• _Activity_
In the listing below, the lines starting with the line with "filename src/store/request.rs" and going on through the line with "budget before sending." are to be reproduced exactly, and only those.

• _Available records_
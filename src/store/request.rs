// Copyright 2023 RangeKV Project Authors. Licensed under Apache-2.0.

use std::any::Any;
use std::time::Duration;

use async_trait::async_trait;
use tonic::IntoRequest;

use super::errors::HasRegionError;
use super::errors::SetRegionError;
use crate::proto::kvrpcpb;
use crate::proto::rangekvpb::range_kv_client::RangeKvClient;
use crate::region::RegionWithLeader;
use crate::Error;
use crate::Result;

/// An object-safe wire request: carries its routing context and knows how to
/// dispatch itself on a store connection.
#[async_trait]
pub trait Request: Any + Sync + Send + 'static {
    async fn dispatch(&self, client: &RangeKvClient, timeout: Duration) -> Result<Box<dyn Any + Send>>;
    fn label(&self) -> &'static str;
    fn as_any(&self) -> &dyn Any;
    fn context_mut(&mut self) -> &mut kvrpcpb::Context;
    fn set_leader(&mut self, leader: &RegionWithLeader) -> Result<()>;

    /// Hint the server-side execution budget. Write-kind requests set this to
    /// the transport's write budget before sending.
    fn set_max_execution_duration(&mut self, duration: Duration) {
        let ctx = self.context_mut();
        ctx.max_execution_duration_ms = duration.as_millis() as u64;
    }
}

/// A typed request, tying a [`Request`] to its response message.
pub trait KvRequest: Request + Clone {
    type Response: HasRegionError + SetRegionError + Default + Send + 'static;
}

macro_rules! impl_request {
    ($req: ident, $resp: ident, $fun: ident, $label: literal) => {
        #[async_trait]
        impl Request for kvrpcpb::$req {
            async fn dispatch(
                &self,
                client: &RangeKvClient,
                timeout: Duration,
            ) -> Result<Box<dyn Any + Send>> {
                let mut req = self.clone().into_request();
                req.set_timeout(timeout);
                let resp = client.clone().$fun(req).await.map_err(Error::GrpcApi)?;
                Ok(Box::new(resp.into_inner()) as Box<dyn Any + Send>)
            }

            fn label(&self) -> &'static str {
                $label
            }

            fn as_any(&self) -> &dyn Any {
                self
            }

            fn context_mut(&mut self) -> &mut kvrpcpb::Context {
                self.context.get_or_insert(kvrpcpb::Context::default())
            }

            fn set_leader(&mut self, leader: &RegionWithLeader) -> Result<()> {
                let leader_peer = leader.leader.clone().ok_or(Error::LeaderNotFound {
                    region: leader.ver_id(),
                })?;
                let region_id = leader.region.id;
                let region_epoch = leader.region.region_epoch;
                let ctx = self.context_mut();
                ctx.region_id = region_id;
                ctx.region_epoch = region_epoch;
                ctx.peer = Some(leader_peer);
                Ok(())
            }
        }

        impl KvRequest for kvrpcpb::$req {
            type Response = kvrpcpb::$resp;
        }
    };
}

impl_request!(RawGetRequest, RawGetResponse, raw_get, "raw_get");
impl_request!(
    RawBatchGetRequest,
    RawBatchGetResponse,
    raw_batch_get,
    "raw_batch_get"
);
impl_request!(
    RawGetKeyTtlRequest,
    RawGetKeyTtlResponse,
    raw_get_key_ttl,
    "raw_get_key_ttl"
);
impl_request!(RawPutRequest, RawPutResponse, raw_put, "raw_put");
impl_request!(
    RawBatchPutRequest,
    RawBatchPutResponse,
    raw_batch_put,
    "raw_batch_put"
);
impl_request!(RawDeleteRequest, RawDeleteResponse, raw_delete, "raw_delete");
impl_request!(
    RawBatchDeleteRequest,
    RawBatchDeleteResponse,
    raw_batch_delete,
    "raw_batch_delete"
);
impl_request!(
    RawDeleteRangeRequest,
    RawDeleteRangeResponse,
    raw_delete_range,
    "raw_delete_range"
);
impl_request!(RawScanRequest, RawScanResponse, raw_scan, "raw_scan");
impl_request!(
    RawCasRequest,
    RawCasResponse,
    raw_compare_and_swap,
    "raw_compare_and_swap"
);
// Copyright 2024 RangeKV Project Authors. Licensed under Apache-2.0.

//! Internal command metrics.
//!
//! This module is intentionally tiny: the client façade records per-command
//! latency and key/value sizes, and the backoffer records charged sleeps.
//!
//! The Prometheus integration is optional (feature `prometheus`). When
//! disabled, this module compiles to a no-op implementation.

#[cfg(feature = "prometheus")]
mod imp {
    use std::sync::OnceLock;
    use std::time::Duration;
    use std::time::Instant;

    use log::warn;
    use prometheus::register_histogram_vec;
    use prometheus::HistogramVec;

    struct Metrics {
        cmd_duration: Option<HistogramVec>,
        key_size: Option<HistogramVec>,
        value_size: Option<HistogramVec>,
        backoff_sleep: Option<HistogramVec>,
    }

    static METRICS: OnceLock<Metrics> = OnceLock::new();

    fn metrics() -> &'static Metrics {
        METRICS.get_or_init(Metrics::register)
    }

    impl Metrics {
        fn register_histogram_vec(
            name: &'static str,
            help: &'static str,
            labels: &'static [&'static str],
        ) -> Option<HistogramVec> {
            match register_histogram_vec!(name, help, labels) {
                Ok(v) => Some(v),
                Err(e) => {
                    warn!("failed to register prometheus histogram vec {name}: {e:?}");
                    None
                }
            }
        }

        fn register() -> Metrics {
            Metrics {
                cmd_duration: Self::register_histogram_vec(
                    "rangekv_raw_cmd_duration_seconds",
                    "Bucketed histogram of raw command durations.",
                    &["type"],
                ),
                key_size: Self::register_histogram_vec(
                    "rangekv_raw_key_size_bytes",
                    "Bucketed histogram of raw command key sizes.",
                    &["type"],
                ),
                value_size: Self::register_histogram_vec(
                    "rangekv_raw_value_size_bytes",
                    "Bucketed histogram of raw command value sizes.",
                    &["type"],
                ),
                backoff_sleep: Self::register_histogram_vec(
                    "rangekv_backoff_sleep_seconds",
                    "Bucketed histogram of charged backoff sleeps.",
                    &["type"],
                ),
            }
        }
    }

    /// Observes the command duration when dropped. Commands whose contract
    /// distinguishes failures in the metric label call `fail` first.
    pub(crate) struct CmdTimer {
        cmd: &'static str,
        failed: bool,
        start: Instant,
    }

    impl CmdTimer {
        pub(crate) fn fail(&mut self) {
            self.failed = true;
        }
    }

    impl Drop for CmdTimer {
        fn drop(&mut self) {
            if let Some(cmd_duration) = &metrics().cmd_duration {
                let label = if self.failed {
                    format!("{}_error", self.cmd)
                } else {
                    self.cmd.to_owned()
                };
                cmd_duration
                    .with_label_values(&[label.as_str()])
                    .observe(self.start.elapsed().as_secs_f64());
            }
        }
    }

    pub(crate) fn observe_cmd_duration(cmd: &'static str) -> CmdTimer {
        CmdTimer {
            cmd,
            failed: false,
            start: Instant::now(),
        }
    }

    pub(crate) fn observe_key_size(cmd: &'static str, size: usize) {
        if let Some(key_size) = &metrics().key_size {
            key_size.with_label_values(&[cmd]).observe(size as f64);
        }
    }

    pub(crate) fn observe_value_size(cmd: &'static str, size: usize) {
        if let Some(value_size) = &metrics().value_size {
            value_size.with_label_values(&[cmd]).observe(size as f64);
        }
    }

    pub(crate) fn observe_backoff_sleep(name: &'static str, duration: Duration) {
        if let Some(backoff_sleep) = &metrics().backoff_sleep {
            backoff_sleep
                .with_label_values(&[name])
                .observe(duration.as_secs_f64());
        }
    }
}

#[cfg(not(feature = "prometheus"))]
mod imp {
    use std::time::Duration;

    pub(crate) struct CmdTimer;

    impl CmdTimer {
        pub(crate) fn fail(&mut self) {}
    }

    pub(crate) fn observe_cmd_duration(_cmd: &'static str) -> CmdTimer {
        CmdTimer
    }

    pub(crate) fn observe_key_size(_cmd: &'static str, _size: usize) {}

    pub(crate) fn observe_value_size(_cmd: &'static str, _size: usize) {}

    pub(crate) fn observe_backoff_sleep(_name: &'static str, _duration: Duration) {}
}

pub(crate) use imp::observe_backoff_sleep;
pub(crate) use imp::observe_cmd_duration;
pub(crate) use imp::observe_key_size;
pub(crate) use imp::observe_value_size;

...

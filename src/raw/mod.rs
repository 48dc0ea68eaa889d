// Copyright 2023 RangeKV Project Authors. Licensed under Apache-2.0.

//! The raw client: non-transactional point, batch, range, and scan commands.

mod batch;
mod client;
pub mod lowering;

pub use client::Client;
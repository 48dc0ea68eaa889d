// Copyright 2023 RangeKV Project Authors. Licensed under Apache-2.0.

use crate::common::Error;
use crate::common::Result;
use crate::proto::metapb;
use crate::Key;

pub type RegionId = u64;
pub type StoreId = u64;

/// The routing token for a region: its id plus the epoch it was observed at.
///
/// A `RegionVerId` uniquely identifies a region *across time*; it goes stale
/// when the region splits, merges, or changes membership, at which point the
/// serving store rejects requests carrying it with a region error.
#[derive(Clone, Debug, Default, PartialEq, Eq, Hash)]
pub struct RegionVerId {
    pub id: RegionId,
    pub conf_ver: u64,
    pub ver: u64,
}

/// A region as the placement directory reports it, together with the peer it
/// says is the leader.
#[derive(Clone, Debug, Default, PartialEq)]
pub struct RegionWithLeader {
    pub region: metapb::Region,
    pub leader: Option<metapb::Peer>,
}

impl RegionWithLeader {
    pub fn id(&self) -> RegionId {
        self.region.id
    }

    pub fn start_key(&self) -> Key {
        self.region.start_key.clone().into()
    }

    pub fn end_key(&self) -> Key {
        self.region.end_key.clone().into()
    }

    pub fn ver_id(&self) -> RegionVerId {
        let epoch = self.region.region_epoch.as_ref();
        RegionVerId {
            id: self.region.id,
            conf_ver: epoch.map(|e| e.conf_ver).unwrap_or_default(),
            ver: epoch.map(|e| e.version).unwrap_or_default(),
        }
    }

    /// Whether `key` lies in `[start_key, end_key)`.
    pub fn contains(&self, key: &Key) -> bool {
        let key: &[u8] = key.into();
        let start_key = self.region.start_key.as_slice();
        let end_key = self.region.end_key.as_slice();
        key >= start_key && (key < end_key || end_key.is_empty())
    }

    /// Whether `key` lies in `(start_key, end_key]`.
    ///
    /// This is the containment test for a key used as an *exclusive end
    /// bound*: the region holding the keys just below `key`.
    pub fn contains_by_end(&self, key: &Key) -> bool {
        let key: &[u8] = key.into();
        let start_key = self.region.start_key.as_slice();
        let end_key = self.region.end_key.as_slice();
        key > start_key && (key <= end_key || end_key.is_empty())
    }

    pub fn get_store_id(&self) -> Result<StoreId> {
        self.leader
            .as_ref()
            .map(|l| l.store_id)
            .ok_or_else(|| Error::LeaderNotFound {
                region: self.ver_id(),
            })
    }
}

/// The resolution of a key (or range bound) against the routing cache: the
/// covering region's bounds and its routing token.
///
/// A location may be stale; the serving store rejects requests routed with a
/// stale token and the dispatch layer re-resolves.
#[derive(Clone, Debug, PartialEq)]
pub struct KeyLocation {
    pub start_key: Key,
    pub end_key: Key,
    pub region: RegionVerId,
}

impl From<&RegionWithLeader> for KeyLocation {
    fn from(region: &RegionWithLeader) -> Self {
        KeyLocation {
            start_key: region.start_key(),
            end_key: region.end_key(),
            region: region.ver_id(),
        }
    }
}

• _Task answer_
filename src/store/request.rs
// Copyright 2023 RangeKV Project Authors. Licensed under Apache-2.0.

use std::any::Any;
use std::time::Duration;

use async_trait::async_trait;
use tonic::IntoRequest;

use super::errors::HasRegionError;
use super::errors::SetRegionError;
use crate::proto::kvrpcpb;
use crate::proto::rangekvpb::range_kv_client::RangeKvClient;
use crate::region::RegionWithLeader;
use crate::Error;
use crate::Result;

/// An object-safe wire request: carries its routing context and knows how to
/// dispatch itself on a store connection.
#[async_trait]
pub trait Request: Any + Sync + Send + 'static {
    async fn dispatch(&self, client: &RangeKvClient, timeout: Duration) -> Result<Box<dyn Any + Send>>;
    fn label(&self) -> &'static str;
    fn as_any(&self) -> &dyn Any;
    fn context_mut(&mut self) -> &mut kvrpcpb::Context;
    fn set_leader(&mut self, leader: &RegionWithLeader) -> Result<()>;

    /// Hint the server-side execution budget. Write-kind requests set this to
    /// the transport's write budget before sending.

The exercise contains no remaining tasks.